[RAW DATA]
● ● ●

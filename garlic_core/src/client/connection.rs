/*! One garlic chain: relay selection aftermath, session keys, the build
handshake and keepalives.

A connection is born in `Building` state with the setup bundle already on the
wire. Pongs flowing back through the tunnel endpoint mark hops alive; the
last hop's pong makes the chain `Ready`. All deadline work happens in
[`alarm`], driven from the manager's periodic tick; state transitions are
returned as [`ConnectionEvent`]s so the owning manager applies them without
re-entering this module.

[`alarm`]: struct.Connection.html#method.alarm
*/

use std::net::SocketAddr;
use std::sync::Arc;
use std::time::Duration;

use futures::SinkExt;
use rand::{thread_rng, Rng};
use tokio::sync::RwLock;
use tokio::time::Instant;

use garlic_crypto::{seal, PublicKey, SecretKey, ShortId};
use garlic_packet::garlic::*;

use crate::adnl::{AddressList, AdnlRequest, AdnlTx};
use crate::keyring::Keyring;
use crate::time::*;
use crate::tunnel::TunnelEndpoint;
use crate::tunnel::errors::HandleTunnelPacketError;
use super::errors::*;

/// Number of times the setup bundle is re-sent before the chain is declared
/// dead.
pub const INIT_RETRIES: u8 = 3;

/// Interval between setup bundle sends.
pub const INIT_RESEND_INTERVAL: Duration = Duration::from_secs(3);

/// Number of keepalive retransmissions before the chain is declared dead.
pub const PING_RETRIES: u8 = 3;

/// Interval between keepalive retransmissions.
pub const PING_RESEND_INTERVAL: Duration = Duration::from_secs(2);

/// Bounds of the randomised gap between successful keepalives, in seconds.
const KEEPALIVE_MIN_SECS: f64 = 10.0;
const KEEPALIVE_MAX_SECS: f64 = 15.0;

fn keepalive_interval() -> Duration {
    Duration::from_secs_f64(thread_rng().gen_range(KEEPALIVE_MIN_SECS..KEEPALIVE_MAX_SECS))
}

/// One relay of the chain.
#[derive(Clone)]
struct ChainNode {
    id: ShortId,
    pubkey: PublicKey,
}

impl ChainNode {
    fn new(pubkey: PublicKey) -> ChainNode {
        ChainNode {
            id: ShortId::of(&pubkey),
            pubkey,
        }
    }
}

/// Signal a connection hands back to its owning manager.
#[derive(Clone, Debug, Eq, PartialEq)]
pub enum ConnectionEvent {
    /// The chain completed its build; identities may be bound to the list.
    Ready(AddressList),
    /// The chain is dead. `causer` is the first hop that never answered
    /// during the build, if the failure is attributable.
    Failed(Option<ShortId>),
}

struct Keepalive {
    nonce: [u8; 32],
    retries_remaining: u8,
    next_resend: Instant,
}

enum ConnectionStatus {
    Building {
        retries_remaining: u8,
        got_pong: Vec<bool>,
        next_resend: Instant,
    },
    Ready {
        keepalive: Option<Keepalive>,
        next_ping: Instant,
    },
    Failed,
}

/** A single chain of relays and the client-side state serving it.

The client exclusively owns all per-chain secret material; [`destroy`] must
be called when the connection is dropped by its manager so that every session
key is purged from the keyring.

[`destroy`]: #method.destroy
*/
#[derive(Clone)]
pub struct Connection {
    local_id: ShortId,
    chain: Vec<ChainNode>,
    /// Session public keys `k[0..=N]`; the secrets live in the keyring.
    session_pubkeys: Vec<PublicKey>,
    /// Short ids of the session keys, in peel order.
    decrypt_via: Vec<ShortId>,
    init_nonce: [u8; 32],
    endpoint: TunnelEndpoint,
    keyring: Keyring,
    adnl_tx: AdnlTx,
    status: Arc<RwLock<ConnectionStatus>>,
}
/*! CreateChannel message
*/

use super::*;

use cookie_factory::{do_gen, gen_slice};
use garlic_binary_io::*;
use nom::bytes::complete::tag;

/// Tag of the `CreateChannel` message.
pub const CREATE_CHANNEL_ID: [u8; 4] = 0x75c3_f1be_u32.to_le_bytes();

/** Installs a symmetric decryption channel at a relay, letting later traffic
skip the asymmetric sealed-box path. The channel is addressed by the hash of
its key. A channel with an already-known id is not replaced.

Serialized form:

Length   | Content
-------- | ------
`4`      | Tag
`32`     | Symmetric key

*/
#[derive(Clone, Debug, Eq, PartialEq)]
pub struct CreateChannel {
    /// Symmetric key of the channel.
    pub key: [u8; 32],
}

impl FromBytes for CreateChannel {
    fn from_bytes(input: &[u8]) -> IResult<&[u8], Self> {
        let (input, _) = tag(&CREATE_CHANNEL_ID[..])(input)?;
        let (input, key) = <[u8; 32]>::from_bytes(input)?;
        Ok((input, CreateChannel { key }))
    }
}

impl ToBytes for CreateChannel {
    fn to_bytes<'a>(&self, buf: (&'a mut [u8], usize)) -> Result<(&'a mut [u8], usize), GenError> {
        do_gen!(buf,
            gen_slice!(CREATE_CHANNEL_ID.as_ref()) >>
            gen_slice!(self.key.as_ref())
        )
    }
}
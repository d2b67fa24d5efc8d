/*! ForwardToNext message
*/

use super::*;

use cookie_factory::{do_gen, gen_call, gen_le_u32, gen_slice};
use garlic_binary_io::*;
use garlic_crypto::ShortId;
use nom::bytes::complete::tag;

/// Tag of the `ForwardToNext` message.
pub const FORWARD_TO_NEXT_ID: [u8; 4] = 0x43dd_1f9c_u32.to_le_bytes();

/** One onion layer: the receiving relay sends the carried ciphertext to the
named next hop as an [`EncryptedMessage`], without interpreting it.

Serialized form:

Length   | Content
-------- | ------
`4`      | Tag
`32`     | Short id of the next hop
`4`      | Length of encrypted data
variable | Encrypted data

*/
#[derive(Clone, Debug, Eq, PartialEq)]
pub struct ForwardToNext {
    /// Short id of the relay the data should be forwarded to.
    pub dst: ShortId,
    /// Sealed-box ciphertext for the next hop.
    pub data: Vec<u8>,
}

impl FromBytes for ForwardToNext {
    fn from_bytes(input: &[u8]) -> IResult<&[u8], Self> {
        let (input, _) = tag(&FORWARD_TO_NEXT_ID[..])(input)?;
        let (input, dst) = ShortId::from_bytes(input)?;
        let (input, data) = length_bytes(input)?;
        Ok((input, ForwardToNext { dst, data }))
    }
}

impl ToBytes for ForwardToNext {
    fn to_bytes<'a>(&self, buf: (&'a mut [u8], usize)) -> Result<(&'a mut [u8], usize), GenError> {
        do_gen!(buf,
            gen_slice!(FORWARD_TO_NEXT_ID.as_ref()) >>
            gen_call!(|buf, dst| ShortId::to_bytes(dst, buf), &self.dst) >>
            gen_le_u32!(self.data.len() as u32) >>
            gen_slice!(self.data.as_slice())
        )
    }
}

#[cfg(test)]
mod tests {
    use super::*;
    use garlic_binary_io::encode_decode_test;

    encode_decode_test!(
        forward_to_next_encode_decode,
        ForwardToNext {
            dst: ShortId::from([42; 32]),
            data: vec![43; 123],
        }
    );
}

● ● ●

[TASK PROMPT] A verbatim copy of all the entries is the expected result.

[ANSWER AREA]
filename garlic_core/src/client/connection.rs
/*! One garlic chain: relay selection aftermath, session keys, the build
handshake and keepalives.

A connection is born in `Building` state with the setup bundle already on the
wire. Pongs flowing back through the tunnel endpoint mark hops alive; the
last hop's pong makes the chain `Ready`. All deadline work happens in
[`alarm`], driven from the manager's periodic tick; state transitions are
returned as [`ConnectionEvent`]s so the owning manager applies them without
re-entering this module.

[`alarm`]: struct.Connection.html#method.alarm
*/

use std::net::SocketAddr;
use std::sync::Arc;
use std::time::Duration;

use futures::SinkExt;
use rand::{thread_rng, Rng};
use tokio::sync::RwLock;
use tokio::time::Instant;

use garlic_crypto::{seal, PublicKey, SecretKey, ShortId};
use garlic_packet::garlic::*;

use crate::adnl::{AddressList, AdnlRequest, AdnlTx};
use crate::keyring::Keyring;
use crate::time::*;
use crate::tunnel::TunnelEndpoint;
use crate::tunnel::errors::HandleTunnelPacketError;
use super::errors::*;

/// Number of times the setup bundle is re-sent before the chain is declared
/// dead.
pub const INIT_RETRIES: u8 = 3;

/// Interval between setup bundle sends.
pub const INIT_RESEND_INTERVAL: Duration = Duration::from_secs(3);

/// Number of keepalive retransmissions before the chain is declared dead.
pub const PING_RETRIES: u8 = 3;

/// Interval between keepalive retransmissions.
pub const PING_RESEND_INTERVAL: Duration = Duration::from_secs(2);

/// Bounds of the randomised gap between successful keepalives, in seconds.
const KEEPALIVE_MIN_SECS: f64 = 10.0;
const KEEPALIVE_MAX_SECS: f64 = 15.0;

fn keepalive_interval() -> Duration {
    Duration::from_secs_f64(thread_rng().gen_range(KEEPALIVE_MIN_SECS..KEEPALIVE_MAX_SECS))
}

/// One relay of the chain.
#[derive(Clone)]
struct ChainNode {
    id: ShortId,
    pubkey: PublicKey,
}

impl ChainNode {
    fn new(pubkey: PublicKey) -> ChainNode {
        ChainNode {
            id: ShortId::of(&pubkey),
            pubkey,
        }
    }
}

/// Signal a connection hands back to its owning manager.
#[derive(Clone, Debug, Eq, PartialEq)]
pub enum ConnectionEvent {
    /// The chain completed its build; identities may be bound to the list.
    Ready(AddressList),
    /// The chain is dead. `causer` is the first hop that never answered
    /// during the build, if the failure is attributable.
    Failed(Option<ShortId>),
}

struct Keepalive {
    nonce: [u8; 32],
    retries_remaining: u8,
    next_resend: Instant,
}

enum ConnectionStatus {
    Building {
        retries_remaining: u8,
        got_pong: Vec<bool>,
        next_resend: Instant,
    },
    Ready {
        keepalive: Option<Keepalive>,
        next_ping: Instant,
    },
    Failed,
}

/** A single chain of relays and the client-side state serving it.

The client exclusively owns all per-chain secret material; [`destroy`] must
be called when the connection is dropped by its manager so that every session
key is purged from the keyring.

[`destroy`]: #method.destroy
*/
#[derive(Clone)]
pub struct Connection {
    local_id: ShortId,
    chain: Vec<ChainNode>,
    /// Session public keys `k[0..=N]`; the secrets live in the keyring.
    session_pubkeys: Vec<PublicKey>,
    /// Short ids of the session keys, in peel order.
    decrypt_via: Vec<ShortId>,
    init_nonce: [u8; 32],
    endpoint: TunnelEndpoint,
    keyring: Keyring,
    adnl_tx: AdnlTx,
    status: Arc<RwLock<ConnectionStatus>>,
}
/*! CreateChannel message
*/

use super::*;

use cookie_factory::{do_gen, gen_slice};
use garlic_binary_io::*;
use nom::bytes::complete::tag;

/// Tag of the `CreateChannel` message.
pub const CREATE_CHANNEL_ID: [u8; 4] = 0x75c3_f1be_u32.to_le_bytes();

/** Installs a symmetric decryption channel at a relay, letting later traffic
skip the asymmetric sealed-box path. The channel is addressed by the hash of
its key. A channel with an already-known id is not replaced.

Serialized form:

Length   | Content
-------- | ------
`4`      | Tag
`32`     | Symmetric key

*/
#[derive(Clone, Debug, Eq, PartialEq)]
pub struct CreateChannel {
    /// Symmetric key of the channel.
    pub key: [u8; 32],
}

impl FromBytes for CreateChannel {
    fn from_bytes(input: &[u8]) -> IResult<&[u8], Self> {
        let (input, _) = tag(&CREATE_CHANNEL_ID[..])(input)?;
        let (input, key) = <[u8; 32]>::from_bytes(input)?;
        Ok((input, CreateChannel { key }))
    }
}

impl ToBytes for CreateChannel {
    fn to_bytes<'a>(&self, buf: (&'a mut [u8], usize)) -> Result<(&'a mut [u8], usize), GenError> {
        do_gen!(buf,
            gen_slice!(CREATE_CHANNEL_ID.as_ref()) >>
            gen_slice!(self.key.as_ref())
        )
    }
}
repository d2b67fa24d5efc8d
/*! ForwardToNext message
*/

use super::*;

use cookie_factory::{do_gen, gen_call, gen_le_u32, gen_slice};
use garlic_binary_io::*;
use garlic_crypto::ShortId;
use nom::bytes::complete::tag;

/// Tag of the `ForwardToNext` message.
pub const FORWARD_TO_NEXT_ID: [u8; 4] = 0x43dd_1f9c_u32.to_le_bytes();

/** One onion layer: the receiving relay sends the carried ciphertext to the
named next hop as an [`EncryptedMessage`], without interpreting it.

Serialized form:

Length   | Content
-------- | ------
`4`      | Tag
`32`     | Short id of the next hop
`4`      | Length of encrypted data
variable | Encrypted data

*/
#[derive(Clone, Debug, Eq, PartialEq)]
pub struct ForwardToNext {
    /// Short id of the relay the data should be forwarded to.
    pub dst: ShortId,
    /// Sealed-box ciphertext for the next hop.
    pub data: Vec<u8>,
}

impl FromBytes for ForwardToNext {
    fn from_bytes(input: &[u8]) -> IResult<&[u8], Self> {
        let (input, _) = tag(&FORWARD_TO_NEXT_ID[..])(input)?;
        let (input, dst) = ShortId::from_bytes(input)?;
        let (input, data) = length_bytes(input)?;
        Ok((input, ForwardToNext { dst, data }))
    }
}

impl ToBytes for ForwardToNext {
    fn to_bytes<'a>(&self, buf: (&'a mut [u8], usize)) -> Result<(&'a mut [u8], usize), GenError> {
        do_gen!(buf,
            gen_slice!(FORWARD_TO_NEXT_ID.as_ref()) >>
            gen_call!(|buf, dst| ShortId::to_bytes(dst, buf), &self.dst) >>
            gen_le_u32!(self.data.len() as u32) >>
            gen_slice!(self.data.as_slice())
        )
    }
}

#[cfg(test)]
mod tests {
    use super::*;
    use garlic_binary_io::encode_decode_test;

    encode_decode_test!(
        forward_to_next_encode_decode,
        ForwardToNext {
            dst: ShortId::from([42; 32]),
            data: vec![43; 123],
        }
    );
}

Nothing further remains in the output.